TASK DETAILS =>
Check every line of the data below for the string "order", and copy the ones that hold it.
○ ○ ○ ○
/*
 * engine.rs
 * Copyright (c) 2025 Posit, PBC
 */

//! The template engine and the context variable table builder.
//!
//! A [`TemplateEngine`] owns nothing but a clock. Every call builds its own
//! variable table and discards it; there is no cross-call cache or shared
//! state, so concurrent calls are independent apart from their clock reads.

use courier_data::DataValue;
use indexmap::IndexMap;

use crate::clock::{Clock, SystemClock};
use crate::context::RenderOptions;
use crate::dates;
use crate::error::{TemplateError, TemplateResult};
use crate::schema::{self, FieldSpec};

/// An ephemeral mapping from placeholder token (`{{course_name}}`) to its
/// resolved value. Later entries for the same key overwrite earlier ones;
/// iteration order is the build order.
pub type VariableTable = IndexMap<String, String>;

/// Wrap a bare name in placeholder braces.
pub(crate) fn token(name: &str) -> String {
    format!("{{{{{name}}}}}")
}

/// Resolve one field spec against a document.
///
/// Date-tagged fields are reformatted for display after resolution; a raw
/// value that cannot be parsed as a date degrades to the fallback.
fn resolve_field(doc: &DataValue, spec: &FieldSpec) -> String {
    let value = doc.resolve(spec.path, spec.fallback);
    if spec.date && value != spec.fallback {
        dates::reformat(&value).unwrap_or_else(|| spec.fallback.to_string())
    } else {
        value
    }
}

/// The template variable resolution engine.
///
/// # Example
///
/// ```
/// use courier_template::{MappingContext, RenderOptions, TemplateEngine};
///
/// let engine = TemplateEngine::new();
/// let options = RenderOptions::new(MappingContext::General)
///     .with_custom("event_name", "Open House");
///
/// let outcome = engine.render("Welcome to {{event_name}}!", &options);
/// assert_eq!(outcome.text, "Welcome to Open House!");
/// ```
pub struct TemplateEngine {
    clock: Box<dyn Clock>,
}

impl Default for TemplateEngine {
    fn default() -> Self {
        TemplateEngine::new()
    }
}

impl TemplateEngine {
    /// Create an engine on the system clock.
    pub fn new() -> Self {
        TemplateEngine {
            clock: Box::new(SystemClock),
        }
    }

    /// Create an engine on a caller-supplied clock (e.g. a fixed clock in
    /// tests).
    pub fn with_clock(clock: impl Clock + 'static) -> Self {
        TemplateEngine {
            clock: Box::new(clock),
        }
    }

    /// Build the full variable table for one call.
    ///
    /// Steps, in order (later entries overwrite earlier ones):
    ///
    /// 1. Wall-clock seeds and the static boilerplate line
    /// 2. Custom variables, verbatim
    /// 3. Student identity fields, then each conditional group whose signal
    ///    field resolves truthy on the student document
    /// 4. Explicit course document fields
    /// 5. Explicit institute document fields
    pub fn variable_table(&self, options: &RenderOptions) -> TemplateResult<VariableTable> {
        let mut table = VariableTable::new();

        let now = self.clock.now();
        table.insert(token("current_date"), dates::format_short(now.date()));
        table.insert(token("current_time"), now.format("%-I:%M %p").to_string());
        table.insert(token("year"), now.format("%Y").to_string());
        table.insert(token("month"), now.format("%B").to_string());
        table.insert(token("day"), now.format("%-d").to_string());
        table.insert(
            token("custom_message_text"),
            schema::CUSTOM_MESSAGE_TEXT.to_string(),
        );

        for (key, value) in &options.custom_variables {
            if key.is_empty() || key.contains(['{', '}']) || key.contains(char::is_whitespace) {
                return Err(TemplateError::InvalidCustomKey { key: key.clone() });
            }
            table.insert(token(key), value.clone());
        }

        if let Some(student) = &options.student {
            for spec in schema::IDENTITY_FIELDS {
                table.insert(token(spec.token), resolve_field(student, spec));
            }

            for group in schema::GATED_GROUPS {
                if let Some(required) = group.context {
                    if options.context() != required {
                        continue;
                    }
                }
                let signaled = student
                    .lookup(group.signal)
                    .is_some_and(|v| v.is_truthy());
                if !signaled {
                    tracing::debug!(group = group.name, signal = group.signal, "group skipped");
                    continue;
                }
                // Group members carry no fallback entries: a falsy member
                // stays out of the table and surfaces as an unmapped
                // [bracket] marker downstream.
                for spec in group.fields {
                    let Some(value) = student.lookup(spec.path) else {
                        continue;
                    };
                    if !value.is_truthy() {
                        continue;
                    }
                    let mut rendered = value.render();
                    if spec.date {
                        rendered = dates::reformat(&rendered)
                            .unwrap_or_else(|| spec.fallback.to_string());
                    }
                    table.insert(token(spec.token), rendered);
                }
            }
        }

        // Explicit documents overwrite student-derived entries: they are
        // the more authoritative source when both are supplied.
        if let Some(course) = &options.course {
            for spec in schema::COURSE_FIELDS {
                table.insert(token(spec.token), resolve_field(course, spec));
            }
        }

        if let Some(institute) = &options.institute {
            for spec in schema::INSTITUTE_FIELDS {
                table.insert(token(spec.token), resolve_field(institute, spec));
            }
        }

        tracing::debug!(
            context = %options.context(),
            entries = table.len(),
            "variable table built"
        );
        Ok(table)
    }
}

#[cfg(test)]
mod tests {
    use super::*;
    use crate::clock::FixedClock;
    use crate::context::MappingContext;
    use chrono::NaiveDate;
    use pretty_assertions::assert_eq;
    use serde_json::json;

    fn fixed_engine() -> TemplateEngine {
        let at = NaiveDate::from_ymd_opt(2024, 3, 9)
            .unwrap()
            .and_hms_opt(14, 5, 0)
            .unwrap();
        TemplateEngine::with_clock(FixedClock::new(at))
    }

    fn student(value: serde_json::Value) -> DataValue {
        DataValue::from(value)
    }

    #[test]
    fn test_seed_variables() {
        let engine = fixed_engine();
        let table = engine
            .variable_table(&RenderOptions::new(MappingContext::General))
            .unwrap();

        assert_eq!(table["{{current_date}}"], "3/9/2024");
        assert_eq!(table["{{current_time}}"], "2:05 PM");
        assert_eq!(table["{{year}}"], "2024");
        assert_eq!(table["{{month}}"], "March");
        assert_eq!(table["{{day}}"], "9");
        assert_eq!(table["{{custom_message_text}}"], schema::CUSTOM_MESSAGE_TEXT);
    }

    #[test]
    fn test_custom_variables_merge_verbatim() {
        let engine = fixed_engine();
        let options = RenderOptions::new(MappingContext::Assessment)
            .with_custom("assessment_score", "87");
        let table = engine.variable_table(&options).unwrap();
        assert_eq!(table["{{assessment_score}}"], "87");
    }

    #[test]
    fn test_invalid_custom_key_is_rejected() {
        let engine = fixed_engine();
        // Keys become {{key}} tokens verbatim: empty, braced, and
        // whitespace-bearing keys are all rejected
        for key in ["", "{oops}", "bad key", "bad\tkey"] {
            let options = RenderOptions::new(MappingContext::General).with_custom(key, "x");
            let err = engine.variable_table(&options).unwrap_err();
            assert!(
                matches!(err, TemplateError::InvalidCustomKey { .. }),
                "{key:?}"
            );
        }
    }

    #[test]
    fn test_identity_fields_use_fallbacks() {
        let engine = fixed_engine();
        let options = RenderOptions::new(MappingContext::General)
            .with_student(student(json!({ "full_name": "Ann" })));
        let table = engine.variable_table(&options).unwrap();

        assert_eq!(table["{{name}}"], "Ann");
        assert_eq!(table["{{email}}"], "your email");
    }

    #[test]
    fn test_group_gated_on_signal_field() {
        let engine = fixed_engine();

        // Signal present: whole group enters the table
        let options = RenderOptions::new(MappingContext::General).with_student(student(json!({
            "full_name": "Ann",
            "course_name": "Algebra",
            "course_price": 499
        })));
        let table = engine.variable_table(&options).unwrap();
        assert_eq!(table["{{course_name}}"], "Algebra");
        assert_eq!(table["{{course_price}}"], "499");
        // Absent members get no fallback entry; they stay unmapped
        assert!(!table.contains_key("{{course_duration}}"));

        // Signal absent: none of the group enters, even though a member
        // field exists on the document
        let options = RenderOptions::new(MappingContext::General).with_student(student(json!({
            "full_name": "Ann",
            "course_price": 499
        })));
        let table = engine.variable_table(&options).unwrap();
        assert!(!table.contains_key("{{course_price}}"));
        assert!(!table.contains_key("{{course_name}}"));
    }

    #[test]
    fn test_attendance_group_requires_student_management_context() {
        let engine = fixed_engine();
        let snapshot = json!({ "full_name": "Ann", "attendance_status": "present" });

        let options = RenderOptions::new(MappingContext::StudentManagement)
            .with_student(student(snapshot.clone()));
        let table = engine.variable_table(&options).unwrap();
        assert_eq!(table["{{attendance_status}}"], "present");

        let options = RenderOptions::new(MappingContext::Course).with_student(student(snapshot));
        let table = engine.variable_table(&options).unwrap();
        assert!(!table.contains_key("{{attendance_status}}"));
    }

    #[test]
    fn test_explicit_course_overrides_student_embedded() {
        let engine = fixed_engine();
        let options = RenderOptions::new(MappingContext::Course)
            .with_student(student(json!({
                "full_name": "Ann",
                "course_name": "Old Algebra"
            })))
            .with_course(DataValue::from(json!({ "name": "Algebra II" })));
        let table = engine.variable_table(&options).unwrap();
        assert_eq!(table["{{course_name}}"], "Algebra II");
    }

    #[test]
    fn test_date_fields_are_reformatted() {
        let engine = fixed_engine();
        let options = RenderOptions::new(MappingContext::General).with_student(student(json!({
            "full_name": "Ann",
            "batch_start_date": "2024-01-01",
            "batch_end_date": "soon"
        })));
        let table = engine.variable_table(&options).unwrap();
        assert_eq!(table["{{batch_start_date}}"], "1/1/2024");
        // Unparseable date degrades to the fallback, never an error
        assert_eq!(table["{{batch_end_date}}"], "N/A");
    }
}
○ ○ ○ ○
RESPONSE BOX =>
/// iteration order is the build order.
    /// Steps, in order (later entries overwrite earlier ones):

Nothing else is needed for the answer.